**Task instructions:**
Copy each line below containing "that".

Stored data entries
[Start of section]

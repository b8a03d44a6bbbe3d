use axum::{
    extract::{Request, State},
    http::StatusCode,
    middleware::Next,
    response::{IntoResponse, Response},
};

use crate::AppState;

/// Bearer-token authentication middleware.
///
/// With `API_TOKEN` configured every request must carry
/// `Authorization: Bearer <token>` matching that value. Without it,
/// authentication is disabled (dev mode).
pub async fn require_auth(State(state): State<AppState>, req: Request, next: Next) -> Response {
    let Some(expected) = state.config.api_token.as_deref() else {
        return next.run(req).await;
    };

    let auth_header = req
        .headers()
        .get("authorization")
        .and_then(|v| v.to_str().ok());

    match auth_header.and_then(|value| value.strip_prefix("Bearer ")) {
        Some(token) if token == expected => next.run(req).await,
        Some(_) => (StatusCode::UNAUTHORIZED, "Invalid token").into_response(),
        None => (StatusCode::UNAUTHORIZED, "Missing or invalid Authorization header").into_response(),
    }
}
pub mod abi;
pub mod decoder;

pub use decoder::{DecodeError, DecodedFill, PendingTx, RawLog};
//! Seams between the execution service and the outside world: market data, order
//! routing and the follower's proxy contract. Live implementations live under
//! `polymarket` and `proxy::client`; tests script them.

use alloy::primitives::{Address, B256};
use async_trait::async_trait;
use rust_decimal::Decimal;
use serde::{Deserialize, Serialize};
use thiserror::Error;

use crate::models::{GasHint, Side};
use crate::proxy::ledger::ProxyAccount;

#[derive(Debug, Clone, Error)]
pub enum GatewayError {
    #[error("rpc error: {0}")]
    Rpc(String),

    #[error("exchange error: {0}")]
    Exchange(String),

    #[error("transaction reverted: {0}")]
    Reverted(String),

    #[error("not found: {0}")]
    NotFound(String),

    #[error("invalid amount: {0}")]
    InvalidAmount(String),
}

// ---------------------------------------------------------------------------
// Market data
// ---------------------------------------------------------------------------

#[derive(Debug, Clone, Copy, PartialEq, Eq, Serialize, Deserialize)]
pub struct BookLevel {
    pub price: Decimal,
    pub size: Decimal,
}

/// Order book with bids sorted best (highest) first and asks best (lowest) first.
#[derive(Debug, Clone, Default, PartialEq, Serialize, Deserialize)]
pub struct OrderBook {
    pub bids: Vec<BookLevel>,
    pub asks: Vec<BookLevel>,
}

impl OrderBook {
    /// Build a book from levels in any order.
    pub fn from_levels(mut bids: Vec<BookLevel>, mut asks: Vec<BookLevel>) -> Self {
        bids.retain(|l| l.size > Decimal::ZERO);
        asks.retain(|l| l.size > Decimal::ZERO);
        bids.sort_by(|a, b| b.price.cmp(&a.price));
        asks.sort_by(|a, b| a.price.cmp(&b.price));
        Self { bids, asks }
    }

    /// Levels a taker on `side` consumes: asks for a BUY, bids for a SELL.
    pub fn taker_levels(&self, side: Side) -> &[BookLevel] {
        match side {
            Side::Buy => &self.asks,
            Side::Sell => &self.bids,
        }
    }

    /// Best executable price for a taker on `side`.
    pub fn best_price(&self, side: Side) -> Option<Decimal> {
        self.taker_levels(side).first().map(|l| l.price)
    }
}

/// A market that has resolved; positions redeem at `payout_per_share`.
#[derive(Debug, Clone, Copy, PartialEq, Eq)]
pub struct MarketResolution {
    pub condition_id: B256,
    pub payout_per_share: Decimal,
}

#[async_trait]
pub trait MarketData: Send + Sync {
    async fn order_book(&self, token_id: &str) -> Result<OrderBook, GatewayError>;

    /// `Some` once the token's market has resolved.
    async fn resolution(&self, token_id: &str) -> Result<Option<MarketResolution>, GatewayError>;
}

// ---------------------------------------------------------------------------
// Order routing
// ---------------------------------------------------------------------------

/// A fill-or-kill order bounded by `worst_price`.
#[derive(Debug, Clone, PartialEq)]
pub struct OrderRequest {
    pub token_id: String,
    pub side: Side,
    pub shares: Decimal,
    pub worst_price: Decimal,
}

#[derive(Debug, Clone, PartialEq)]
pub struct OrderFill {
    pub order_id: String,
    pub filled_shares: Decimal,
    pub avg_price: Decimal,
    pub tx_hash: Option<B256>,
}

impl OrderFill {
    pub fn notional(&self) -> Decimal {
        (self.filled_shares * self.avg_price).round_dp(6)
    }
}

#[async_trait]
pub trait OrderRouter: Send + Sync {
    async fn place_fok(&self, order: &OrderRequest) -> Result<OrderFill, GatewayError>;
}

// ---------------------------------------------------------------------------
// Proxy contract + bot wallet
// ---------------------------------------------------------------------------

#[async_trait]
pub trait ProxyGateway: Send + Sync {
    /// Address of the execution signer.
    fn bot_address(&self) -> Address;

    /// Snapshot of the proxy, with `allowed_targets` resolved for `targets`.
    async fn account(&self, proxy: Address, targets: &[Address]) -> Result<ProxyAccount, GatewayError>;

    async fn usdc_balance(&self, holder: Address) -> Result<Decimal, GatewayError>;

    async fn token_balance(&self, holder: Address, token_id: &str) -> Result<Decimal, GatewayError>;

    /// `proxy.execute(usdc, transfer(bot, amount))`.
    async fn pull_usdc(&self, proxy: Address, amount: Decimal, gas: Option<GasHint>) -> Result<B256, GatewayError>;

    /// Bot sends USDC to the proxy.
    async fn push_usdc(&self, proxy: Address, amount: Decimal) -> Result<B256, GatewayError>;

    /// `proxy.execute(ctf, safeTransferFrom(proxy, bot, id, shares, ""))`.
    async fn pull_tokens(
        &self,
        proxy: Address,
        token_id: &str,
        shares: Decimal,
        gas: Option<GasHint>,
    ) -> Result<B256, GatewayError>;

    /// Bot sends outcome tokens to the proxy.
    async fn push_tokens(&self, proxy: Address, token_id: &str, shares: Decimal) -> Result<B256, GatewayError>;

    /// `proxy.execute(ctf, redeemPositions(usdc, 0, condition, [1, 2]))`.
    async fn redeem(&self, proxy: Address, condition_id: B256) -> Result<B256, GatewayError>;
}
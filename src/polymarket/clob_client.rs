use std::time::Duration;

use reqwest::Client;
use thiserror::Error;

use super::types::ApiOrderBook;

pub const CLOB_API_BASE: &str = "https://clob.polymarket.com";

#[derive(Debug, Error)]
pub enum ClobClientError {
    #[error("HTTP request failed: {0}")]
    Http(#[from] reqwest::Error),

    #[error("no order book for token {0}")]
    NoBook(String),

    #[error("unexpected response: {0}")]
    Unexpected(String),
}

/// Public (unauthenticated) CLOB endpoints.
#[derive(Debug, Clone)]
pub struct ClobClient {
    http: Client,
    base_url: String,
}

impl Default for ClobClient {
    fn default() -> Self {
        Self::new(CLOB_API_BASE)
    }
}

impl ClobClient {
    pub fn new(base_url: impl Into<String>) -> Self {
        let http = Client::builder()
            .timeout(Duration::from_secs(10))
            .build()
            .unwrap_or_default();
        Self::with_client(http, base_url)
    }

    pub fn with_client(http: Client, base_url: impl Into<String>) -> Self {
        Self {
            http,
            base_url: base_url.into().trim_end_matches('/').to_string(),
        }
    }

    /// Fetch the order book for a specific token.
    pub async fn get_order_book(&self, token_id: &str) -> Result<ApiOrderBook, ClobClientError> {
        let url = format!("{}/book", self.base_url);
        let resp = self.http.get(&url).query(&[("token_id", token_id)]).send().await?;

        if resp.status() == reqwest::StatusCode::NOT_FOUND {
            return Err(ClobClientError::NoBook(token_id.to_string()));
        }

        let book: ApiOrderBook = resp.error_for_status()?.json().await?;
        Ok(book)
    }
}
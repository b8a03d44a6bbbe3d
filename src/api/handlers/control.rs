use std::sync::atomic::Ordering;

use axum::extract::State;
use axum::http::StatusCode;
use axum::response::IntoResponse;
use axum::Json;
use metrics::gauge;
use serde_json::json;

use crate::AppState;

/// POST /api/control/pause: workers stop claiming. In-flight jobs finish.
pub async fn pause(State(state): State<AppState>) -> impl IntoResponse {
    state.pause_flag.store(true, Ordering::Relaxed);
    gauge!("paused").set(1.0);
    tracing::warn!("Queue workers PAUSED via control API");
    (StatusCode::OK, Json(json!({ "status": "paused" })))
}

/// POST /api/control/resume
pub async fn resume(State(state): State<AppState>) -> impl IntoResponse {
    state.pause_flag.store(false, Ordering::Relaxed);
    gauge!("paused").set(0.0);
    tracing::info!("Queue workers RESUMED via control API");
    (StatusCode::OK, Json(json!({ "status": "running" })))
}

/// GET /api/control/status
pub async fn status(State(state): State<AppState>) -> impl IntoResponse {
    let paused = state.pause_flag.load(Ordering::Relaxed);
    let mode = if state.config.is_live() { "live" } else { "dry_run" };
    let queue = state.queue.stats().await.ok();

    Json(json!({
        "mode": mode,
        "paused": paused,
        "workers": state.config.worker_count,
        "queue": queue,
    }))
}
use rust_decimal::Decimal;
use serde::{Deserialize, Serialize};

use crate::execution::gateway::{BookLevel, OrderBook};

// ---------------------------------------------------------------------------
// Order Book (CLOB API)
// ---------------------------------------------------------------------------

#[derive(Debug, Clone, Deserialize, Serialize)]
pub struct ApiOrderBookLevel {
    pub price: Decimal,
    pub size: Decimal,
}

/// `GET /book?token_id=..`. Prices and sizes arrive as decimal strings.
#[derive(Debug, Clone, Deserialize, Serialize)]
pub struct ApiOrderBook {
    #[serde(default)]
    pub market: Option<String>,
    #[serde(default)]
    pub asset_id: Option<String>,
    #[serde(default)]
    pub bids: Vec<ApiOrderBookLevel>,
    #[serde(default)]
    pub asks: Vec<ApiOrderBookLevel>,
    #[serde(default)]
    pub hash: Option<String>,
    #[serde(default)]
    pub timestamp: Option<String>,
}

impl From<ApiOrderBook> for OrderBook {
    fn from(book: ApiOrderBook) -> Self {
        let level = |l: ApiOrderBookLevel| BookLevel {
            price: l.price,
            size: l.size,
        };
        OrderBook::from_levels(
            book.bids.into_iter().map(level).collect(),
            book.asks.into_iter().map(level).collect(),
        )
    }
}

#[cfg(test)]
mod tests {
    use super::*;
    use crate::models::Side;

    #[test]
    fn test_book_payload_sorts_best_first() {
        // the CLOB lists bids ascending and asks descending
        let raw = r#"{
            "market": "0xabc",
            "asset_id": "123",
            "bids": [{"price": "0.40", "size": "100"}, {"price": "0.45", "size": "50"}],
            "asks": [{"price": "0.60", "size": "10"}, {"price": "0.55", "size": "20"}],
            "hash": "h",
            "timestamp": "1700000000000"
        }"#;
        let api: ApiOrderBook = serde_json::from_str(raw).unwrap();
        let book = OrderBook::from(api);

        assert_eq!(book.best_price(Side::Buy), Some(Decimal::new(55, 2)));
        assert_eq!(book.best_price(Side::Sell), Some(Decimal::new(45, 2)));
    }
}
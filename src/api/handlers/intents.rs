use axum::extract::{Path, State};
use axum::Json;

use crate::db::IntentRecord;
use crate::errors::AppError;
use crate::AppState;

/// GET /api/intents/:key
pub async fn detail(
    State(state): State<AppState>,
    Path(key): Path<String>,
) -> Result<Json<IntentRecord>, AppError> {
    state
        .intents
        .get(&key)
        .await?
        .map(Json)
        .ok_or_else(|| AppError::NotFound(format!("intent {key}")))
}
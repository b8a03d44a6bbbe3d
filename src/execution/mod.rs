pub mod executor;
pub mod gateway;
pub mod sizing;
pub mod slippage;

pub use executor::{
    ErrorClass, ExecutionError, ExecutionOutcome, ExecutionPath, ExecutionService, ExecutionSettings,
    InventoryLocks, KeyedLocks, ProxyLocks,
};
pub use gateway::{
    BookLevel, GatewayError, MarketData, MarketResolution, OrderBook, OrderFill, OrderRequest, OrderRouter,
    ProxyGateway,
};
pub use sizing::{evaluate, idempotency_key, IntentContext, RejectReason};
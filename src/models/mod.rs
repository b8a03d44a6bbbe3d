pub mod copy_config;
pub mod intent;
pub mod queue;
pub mod signal;

pub use copy_config::{CopyConfig, CopyDirection, SizingMode, SlippageMode};
pub use intent::{CopyIntent, IntentStatus, UNCONFIRMED_SETTLEMENT};
pub use queue::{DlqEntry, DlqSource, QueueEntry};
pub use signal::{GasHint, SignalSource, TradeSignal};

use serde::{Deserialize, Serialize};
use std::fmt;

// ---------------------------------------------------------------------------
// Side
// ---------------------------------------------------------------------------

#[derive(Debug, Clone, Copy, PartialEq, Eq, Hash, Serialize, Deserialize)]
#[serde(rename_all = "UPPERCASE")]
pub enum Side {
    Buy,
    Sell,
}

impl Side {
    pub fn from_api_str(s: &str) -> Option<Self> {
        match s.to_uppercase().as_str() {
            "BUY" | "0" => Some(Side::Buy),
            "SELL" | "1" => Some(Side::Sell),
            _ => None,
        }
    }

    pub fn as_str(&self) -> &'static str {
        match self {
            Side::Buy => "BUY",
            Side::Sell => "SELL",
        }
    }

    /// The opposite side, used for counter-trading.
    pub fn flipped(self) -> Self {
        match self {
            Side::Buy => Side::Sell,
            Side::Sell => Side::Buy,
        }
    }
}

impl fmt::Display for Side {
    fn fmt(&self, f: &mut fmt::Formatter<'_>) -> fmt::Result {
        f.write_str(self.as_str())
    }
}
pub mod control;
pub mod health;
pub mod intents;
pub mod metrics;
pub mod queue;
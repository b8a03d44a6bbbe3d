use std::collections::HashMap;
use std::sync::Mutex;

use async_trait::async_trait;

use crate::execution::gateway::{GatewayError, MarketData, MarketResolution, OrderBook};

use super::clob_client::{ClobClient, ClobClientError};
use super::gamma_client::GammaClient;

/// Live `MarketData`: books from the CLOB, settlement from Gamma.
pub struct PolymarketMarketData {
    clob: ClobClient,
    gamma: GammaClient,
    // resolutions never change once observed
    resolved: Mutex<HashMap<String, MarketResolution>>,
}

impl PolymarketMarketData {
    pub fn new(clob: ClobClient, gamma: GammaClient) -> Self {
        Self {
            clob,
            gamma,
            resolved: Mutex::new(HashMap::new()),
        }
    }
}

impl From<ClobClientError> for GatewayError {
    fn from(e: ClobClientError) -> Self {
        match e {
            ClobClientError::NoBook(token) => GatewayError::NotFound(format!("order book for {token}")),
            other => GatewayError::Exchange(other.to_string()),
        }
    }
}

#[async_trait]
impl MarketData for PolymarketMarketData {
    async fn order_book(&self, token_id: &str) -> Result<OrderBook, GatewayError> {
        let book = self.clob.get_order_book(token_id).await?;
        Ok(book.into())
    }

    async fn resolution(&self, token_id: &str) -> Result<Option<MarketResolution>, GatewayError> {
        if let Some(r) = self.resolved.lock().unwrap_or_else(|p| p.into_inner()).get(token_id) {
            return Ok(Some(*r));
        }

        let market = self
            .gamma
            .market_by_token(token_id)
            .await
            .map_err(|e| GatewayError::Exchange(e.to_string()))?;

        let resolution = market.and_then(|m| m.resolution_for(token_id));
        if let Some(r) = resolution {
            tracing::info!(token_id, condition_id = %r.condition_id, payout = %r.payout_per_share, "Market resolved");
            self.resolved
                .lock()
                .unwrap_or_else(|p| p.into_inner())
                .insert(token_id.to_string(), r);
        }
        Ok(resolution)
    }
}
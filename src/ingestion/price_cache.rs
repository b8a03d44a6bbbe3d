use std::collections::HashMap;
use std::sync::{Arc, Mutex};
use std::time::Duration;

use rust_decimal::Decimal;
use tokio::time::Instant;

use crate::execution::gateway::MarketData;
use crate::models::Side;

pub const PRICE_TTL: Duration = Duration::from_secs(5);

#[derive(Debug, Clone, Copy)]
struct Quote {
    fetched_at: Instant,
    best_bid: Option<Decimal>,
    best_ask: Option<Decimal>,
}

/// Top-of-book prices for pricing mempool transfers, cached briefly per token.
pub struct PriceCache {
    market: Arc<dyn MarketData>,
    ttl: Duration,
    quotes: Mutex<HashMap<String, Quote>>,
}

impl PriceCache {
    pub fn new(market: Arc<dyn MarketData>) -> Self {
        Self::with_ttl(market, PRICE_TTL)
    }

    pub fn with_ttl(market: Arc<dyn MarketData>, ttl: Duration) -> Self {
        Self {
            market,
            ttl,
            quotes: Mutex::new(HashMap::new()),
        }
    }

    /// What a taker on `side` would pay right now: best ask for a BUY, best bid for a SELL.
    /// `None` when the book is empty on that side or cannot be fetched.
    pub async fn price_for(&self, token_id: &str, side: Side) -> Option<Decimal> {
        let cached = self
            .quotes
            .lock()
            .unwrap_or_else(|p| p.into_inner())
            .get(token_id)
            .copied()
            .filter(|q| q.fetched_at.elapsed() < self.ttl);

        let quote = match cached {
            Some(q) => q,
            None => {
                let book = match self.market.order_book(token_id).await {
                    Ok(book) => book,
                    Err(e) => {
                        tracing::debug!(token_id, error = %e, "Order book unavailable for pricing");
                        return None;
                    }
                };
                let q = Quote {
                    fetched_at: Instant::now(),
                    best_bid: book.best_price(Side::Sell),
                    best_ask: book.best_price(Side::Buy),
                };
                self.quotes
                    .lock()
                    .unwrap_or_else(|p| p.into_inner())
                    .insert(token_id.to_string(), q);
                q
            }
        };

        let price = match side {
            Side::Buy => quote.best_ask,
            Side::Sell => quote.best_bid,
        };
        price.filter(|p| *p > Decimal::ZERO && *p < Decimal::ONE)
    }

    /// Drop quotes older than the TTL.
    pub fn evict_stale(&self) {
        let ttl = self.ttl;
        self.quotes
            .lock()
            .unwrap_or_else(|p| p.into_inner())
            .retain(|_, q| q.fetched_at.elapsed() < ttl);
    }
}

[End of section]

**Answer to this task:**
/// `Authorization: Bearer <token>` matching that value. Without it,
/// A market that has resolved; positions redeem at `payout_per_share`.
    /// `None` when the book is empty on that side or cannot be fetched.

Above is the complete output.